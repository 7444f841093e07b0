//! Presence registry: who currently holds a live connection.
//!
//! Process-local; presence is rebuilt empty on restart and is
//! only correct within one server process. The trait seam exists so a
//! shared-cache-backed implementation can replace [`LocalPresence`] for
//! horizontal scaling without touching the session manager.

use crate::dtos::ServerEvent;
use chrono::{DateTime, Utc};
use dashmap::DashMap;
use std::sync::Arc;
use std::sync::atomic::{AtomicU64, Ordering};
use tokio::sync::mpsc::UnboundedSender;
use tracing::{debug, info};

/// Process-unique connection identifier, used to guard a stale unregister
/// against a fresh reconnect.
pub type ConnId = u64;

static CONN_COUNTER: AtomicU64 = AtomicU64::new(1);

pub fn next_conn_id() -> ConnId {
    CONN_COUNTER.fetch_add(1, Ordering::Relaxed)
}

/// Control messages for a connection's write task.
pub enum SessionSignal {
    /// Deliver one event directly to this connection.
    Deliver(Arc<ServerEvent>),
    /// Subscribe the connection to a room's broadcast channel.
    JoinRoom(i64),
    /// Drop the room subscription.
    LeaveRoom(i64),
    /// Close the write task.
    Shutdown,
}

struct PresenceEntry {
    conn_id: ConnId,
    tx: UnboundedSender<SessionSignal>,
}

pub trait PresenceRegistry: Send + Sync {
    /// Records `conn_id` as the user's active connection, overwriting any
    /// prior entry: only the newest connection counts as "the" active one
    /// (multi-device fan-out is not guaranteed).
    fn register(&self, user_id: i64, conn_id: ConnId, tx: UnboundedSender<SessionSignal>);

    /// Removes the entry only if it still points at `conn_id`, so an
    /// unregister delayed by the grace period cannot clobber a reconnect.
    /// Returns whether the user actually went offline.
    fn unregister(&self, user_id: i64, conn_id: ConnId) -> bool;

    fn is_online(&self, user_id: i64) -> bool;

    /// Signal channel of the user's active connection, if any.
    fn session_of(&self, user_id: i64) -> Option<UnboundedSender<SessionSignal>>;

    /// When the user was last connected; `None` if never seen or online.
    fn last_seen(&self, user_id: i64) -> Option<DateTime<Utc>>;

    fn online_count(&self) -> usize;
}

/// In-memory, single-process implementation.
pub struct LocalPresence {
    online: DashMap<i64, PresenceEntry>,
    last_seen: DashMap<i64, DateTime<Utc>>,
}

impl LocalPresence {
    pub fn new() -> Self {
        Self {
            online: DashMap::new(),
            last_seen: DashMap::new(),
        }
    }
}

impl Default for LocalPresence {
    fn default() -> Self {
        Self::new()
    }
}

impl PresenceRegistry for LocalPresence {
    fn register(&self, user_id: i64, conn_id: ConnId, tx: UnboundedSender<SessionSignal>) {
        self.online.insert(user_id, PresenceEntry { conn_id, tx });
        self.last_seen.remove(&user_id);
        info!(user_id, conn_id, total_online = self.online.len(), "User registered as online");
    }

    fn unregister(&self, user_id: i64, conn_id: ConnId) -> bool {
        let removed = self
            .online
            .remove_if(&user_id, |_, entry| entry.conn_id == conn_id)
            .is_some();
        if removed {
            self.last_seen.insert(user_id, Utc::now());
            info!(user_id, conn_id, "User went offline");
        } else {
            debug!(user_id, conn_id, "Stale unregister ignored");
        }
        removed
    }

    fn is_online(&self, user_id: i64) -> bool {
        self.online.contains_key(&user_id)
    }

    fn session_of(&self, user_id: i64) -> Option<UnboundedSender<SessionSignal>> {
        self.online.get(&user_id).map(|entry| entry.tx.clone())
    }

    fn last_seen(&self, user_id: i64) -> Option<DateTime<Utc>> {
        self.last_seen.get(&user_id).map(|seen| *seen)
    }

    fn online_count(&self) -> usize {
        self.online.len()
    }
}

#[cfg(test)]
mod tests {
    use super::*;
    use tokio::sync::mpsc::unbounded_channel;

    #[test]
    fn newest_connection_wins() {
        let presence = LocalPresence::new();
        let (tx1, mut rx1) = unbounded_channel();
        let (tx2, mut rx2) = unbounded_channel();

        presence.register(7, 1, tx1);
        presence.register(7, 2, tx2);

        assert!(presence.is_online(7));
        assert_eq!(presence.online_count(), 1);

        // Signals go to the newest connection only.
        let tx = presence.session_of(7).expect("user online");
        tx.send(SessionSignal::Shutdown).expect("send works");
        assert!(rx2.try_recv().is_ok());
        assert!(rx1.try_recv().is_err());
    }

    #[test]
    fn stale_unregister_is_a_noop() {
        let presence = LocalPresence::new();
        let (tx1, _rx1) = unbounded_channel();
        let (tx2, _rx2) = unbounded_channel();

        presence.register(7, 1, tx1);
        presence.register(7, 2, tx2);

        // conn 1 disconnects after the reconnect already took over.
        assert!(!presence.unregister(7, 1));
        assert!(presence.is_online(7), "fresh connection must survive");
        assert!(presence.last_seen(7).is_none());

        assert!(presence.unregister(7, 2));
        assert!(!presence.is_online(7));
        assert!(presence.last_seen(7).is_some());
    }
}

--

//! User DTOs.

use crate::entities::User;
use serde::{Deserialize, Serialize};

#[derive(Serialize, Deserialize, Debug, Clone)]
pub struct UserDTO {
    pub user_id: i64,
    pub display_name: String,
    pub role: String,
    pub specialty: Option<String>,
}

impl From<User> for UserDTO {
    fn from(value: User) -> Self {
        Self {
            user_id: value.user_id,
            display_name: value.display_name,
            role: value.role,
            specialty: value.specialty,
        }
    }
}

* * *

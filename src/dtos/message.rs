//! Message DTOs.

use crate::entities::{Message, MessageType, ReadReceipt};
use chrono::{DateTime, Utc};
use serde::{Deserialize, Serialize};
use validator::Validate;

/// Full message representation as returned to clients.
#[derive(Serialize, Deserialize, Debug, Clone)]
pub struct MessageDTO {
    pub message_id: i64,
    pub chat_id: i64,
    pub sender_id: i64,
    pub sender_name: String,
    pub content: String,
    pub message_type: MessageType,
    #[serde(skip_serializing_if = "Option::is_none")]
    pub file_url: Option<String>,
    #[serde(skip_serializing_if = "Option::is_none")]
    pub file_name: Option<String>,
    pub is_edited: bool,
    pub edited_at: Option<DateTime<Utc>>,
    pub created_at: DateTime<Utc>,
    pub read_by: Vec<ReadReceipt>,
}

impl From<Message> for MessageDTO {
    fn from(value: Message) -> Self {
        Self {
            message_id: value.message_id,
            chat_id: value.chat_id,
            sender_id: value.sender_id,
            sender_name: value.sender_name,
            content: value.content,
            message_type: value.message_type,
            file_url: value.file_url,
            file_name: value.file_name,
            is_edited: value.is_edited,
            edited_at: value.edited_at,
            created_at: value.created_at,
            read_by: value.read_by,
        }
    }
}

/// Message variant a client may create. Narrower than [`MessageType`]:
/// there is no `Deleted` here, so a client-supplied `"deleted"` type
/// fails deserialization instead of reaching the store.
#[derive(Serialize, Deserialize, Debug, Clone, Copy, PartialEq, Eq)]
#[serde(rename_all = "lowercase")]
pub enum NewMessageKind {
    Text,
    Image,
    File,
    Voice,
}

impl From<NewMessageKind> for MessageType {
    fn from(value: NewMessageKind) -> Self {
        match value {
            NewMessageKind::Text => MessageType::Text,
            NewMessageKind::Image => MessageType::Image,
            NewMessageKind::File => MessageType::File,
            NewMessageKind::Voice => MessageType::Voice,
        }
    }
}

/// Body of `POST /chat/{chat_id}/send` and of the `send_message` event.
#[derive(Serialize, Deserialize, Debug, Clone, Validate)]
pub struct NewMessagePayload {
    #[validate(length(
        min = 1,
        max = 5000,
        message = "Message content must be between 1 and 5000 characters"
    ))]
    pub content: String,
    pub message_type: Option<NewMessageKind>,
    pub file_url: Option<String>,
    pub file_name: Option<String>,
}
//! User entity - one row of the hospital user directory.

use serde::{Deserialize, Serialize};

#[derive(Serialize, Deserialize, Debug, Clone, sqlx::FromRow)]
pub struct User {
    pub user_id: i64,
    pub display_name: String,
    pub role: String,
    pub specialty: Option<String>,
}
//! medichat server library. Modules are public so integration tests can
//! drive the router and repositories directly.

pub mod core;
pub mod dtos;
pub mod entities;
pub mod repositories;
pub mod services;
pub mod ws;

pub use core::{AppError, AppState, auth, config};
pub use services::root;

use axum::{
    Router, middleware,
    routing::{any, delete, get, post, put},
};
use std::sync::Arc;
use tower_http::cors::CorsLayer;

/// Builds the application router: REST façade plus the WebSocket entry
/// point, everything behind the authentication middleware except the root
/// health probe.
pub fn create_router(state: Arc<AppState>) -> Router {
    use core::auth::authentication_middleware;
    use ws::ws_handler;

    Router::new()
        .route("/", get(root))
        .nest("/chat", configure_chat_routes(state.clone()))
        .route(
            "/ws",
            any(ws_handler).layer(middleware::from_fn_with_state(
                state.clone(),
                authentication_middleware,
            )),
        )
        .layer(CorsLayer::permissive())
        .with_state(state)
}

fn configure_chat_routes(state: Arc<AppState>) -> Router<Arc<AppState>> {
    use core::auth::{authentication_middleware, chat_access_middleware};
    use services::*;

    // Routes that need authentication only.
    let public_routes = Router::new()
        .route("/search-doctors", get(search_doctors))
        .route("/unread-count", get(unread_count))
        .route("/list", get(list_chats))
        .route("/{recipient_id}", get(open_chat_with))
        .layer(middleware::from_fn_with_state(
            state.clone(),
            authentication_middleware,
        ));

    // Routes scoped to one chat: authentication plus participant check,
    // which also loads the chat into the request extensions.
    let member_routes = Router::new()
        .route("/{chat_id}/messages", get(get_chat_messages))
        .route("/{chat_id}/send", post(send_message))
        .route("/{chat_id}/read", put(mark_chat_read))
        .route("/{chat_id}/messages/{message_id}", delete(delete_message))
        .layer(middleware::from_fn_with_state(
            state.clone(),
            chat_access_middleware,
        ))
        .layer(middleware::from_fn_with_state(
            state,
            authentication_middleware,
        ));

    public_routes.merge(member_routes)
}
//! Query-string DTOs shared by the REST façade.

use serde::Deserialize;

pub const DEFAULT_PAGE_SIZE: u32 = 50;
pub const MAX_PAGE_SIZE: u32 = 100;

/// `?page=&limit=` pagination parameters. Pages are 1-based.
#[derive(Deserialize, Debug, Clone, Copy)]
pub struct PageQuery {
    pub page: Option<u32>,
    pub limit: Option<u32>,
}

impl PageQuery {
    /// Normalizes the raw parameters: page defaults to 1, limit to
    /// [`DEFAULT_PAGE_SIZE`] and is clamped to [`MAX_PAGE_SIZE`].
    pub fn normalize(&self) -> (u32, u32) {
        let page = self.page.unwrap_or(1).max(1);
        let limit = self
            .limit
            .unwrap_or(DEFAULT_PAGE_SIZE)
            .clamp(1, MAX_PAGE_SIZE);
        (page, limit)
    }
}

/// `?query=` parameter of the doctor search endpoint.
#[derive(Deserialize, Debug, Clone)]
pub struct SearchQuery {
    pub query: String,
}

*Your assignment*
Could you repeat exactly the lines in the listing above from the one with "repository 7444f841093e07b0" down to the one with "connection, overwriting any"? Include both of those lines.

*Answer section*
repository 7444f841093e07b0
//! Presence registry: who currently holds a live connection.
//!
//! Process-local; presence is rebuilt empty on restart and is
//! only correct within one server process. The trait seam exists so a
//! shared-cache-backed implementation can replace [`LocalPresence`] for
//! horizontal scaling without touching the session manager.

use crate::dtos::ServerEvent;
use chrono::{DateTime, Utc};
use dashmap::DashMap;
use std::sync::Arc;
use std::sync::atomic::{AtomicU64, Ordering};
use tokio::sync::mpsc::UnboundedSender;
use tracing::{debug, info};

/// Process-unique connection identifier, used to guard a stale unregister
/// against a fresh reconnect.
pub type ConnId = u64;

static CONN_COUNTER: AtomicU64 = AtomicU64::new(1);

pub fn next_conn_id() -> ConnId {
    CONN_COUNTER.fetch_add(1, Ordering::Relaxed)
}

/// Control messages for a connection's write task.
pub enum SessionSignal {
    /// Deliver one event directly to this connection.
    Deliver(Arc<ServerEvent>),
    /// Subscribe the connection to a room's broadcast channel.
    JoinRoom(i64),
    /// Drop the room subscription.
    LeaveRoom(i64),
    /// Close the write task.
    Shutdown,
}

struct PresenceEntry {
    conn_id: ConnId,
    tx: UnboundedSender<SessionSignal>,
}

pub trait PresenceRegistry: Send + Sync {
    /// Records `conn_id` as the user's active connection, overwriting any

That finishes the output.